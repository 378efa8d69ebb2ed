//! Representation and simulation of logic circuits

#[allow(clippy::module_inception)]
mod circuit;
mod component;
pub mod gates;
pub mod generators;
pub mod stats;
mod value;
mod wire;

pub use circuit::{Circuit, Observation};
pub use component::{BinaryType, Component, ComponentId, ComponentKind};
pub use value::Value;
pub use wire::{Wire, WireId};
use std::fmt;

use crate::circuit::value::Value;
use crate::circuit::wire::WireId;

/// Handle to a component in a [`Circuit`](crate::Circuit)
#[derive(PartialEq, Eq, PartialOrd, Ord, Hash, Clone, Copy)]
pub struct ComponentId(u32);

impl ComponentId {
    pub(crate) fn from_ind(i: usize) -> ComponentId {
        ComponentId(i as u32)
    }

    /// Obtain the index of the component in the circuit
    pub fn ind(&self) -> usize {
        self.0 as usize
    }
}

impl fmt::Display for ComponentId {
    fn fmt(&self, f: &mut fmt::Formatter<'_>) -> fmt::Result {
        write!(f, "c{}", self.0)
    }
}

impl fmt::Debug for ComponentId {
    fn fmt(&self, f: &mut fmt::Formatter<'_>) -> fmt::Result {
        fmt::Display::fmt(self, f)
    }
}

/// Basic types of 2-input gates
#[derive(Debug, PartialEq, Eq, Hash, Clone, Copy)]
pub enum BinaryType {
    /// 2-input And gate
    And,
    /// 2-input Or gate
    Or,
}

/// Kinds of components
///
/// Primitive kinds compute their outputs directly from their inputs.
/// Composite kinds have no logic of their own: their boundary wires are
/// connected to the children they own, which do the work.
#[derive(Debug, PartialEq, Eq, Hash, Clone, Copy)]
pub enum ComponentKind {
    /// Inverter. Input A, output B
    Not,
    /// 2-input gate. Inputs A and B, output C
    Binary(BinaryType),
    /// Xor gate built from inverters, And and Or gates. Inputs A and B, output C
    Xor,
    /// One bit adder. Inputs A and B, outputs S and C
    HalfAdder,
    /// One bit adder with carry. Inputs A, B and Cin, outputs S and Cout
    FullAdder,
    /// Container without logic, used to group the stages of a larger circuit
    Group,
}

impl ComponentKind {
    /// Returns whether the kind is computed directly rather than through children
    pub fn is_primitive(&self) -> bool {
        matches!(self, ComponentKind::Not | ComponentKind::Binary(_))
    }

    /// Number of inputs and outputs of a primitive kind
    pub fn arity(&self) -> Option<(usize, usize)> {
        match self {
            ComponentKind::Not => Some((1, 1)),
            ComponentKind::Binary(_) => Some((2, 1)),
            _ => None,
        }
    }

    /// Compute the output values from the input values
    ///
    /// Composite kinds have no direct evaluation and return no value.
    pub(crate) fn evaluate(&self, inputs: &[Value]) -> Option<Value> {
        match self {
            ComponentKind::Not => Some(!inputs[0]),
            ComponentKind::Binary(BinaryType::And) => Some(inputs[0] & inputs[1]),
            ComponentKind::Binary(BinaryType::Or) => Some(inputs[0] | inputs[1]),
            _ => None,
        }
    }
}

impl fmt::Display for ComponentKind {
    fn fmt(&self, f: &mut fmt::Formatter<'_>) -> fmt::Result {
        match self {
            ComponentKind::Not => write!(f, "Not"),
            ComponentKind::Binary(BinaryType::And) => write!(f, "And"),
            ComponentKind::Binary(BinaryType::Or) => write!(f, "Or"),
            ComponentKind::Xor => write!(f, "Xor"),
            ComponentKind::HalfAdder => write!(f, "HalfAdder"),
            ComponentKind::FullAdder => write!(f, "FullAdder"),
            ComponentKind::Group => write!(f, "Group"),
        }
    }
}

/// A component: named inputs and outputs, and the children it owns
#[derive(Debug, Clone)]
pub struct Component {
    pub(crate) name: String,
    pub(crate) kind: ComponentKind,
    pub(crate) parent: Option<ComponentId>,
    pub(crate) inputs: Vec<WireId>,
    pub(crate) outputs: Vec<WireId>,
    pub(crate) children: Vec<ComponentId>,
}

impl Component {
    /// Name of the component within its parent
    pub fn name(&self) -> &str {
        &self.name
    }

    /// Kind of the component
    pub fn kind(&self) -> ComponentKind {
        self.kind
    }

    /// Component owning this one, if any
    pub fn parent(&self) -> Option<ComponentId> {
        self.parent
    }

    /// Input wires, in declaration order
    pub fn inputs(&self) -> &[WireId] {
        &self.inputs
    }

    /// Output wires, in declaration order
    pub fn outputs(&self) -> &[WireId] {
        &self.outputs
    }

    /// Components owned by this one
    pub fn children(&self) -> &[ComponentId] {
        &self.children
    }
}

Task item
Using the entries above, tally every line that holds the word "children". Answer with that number only.

Output of the task
6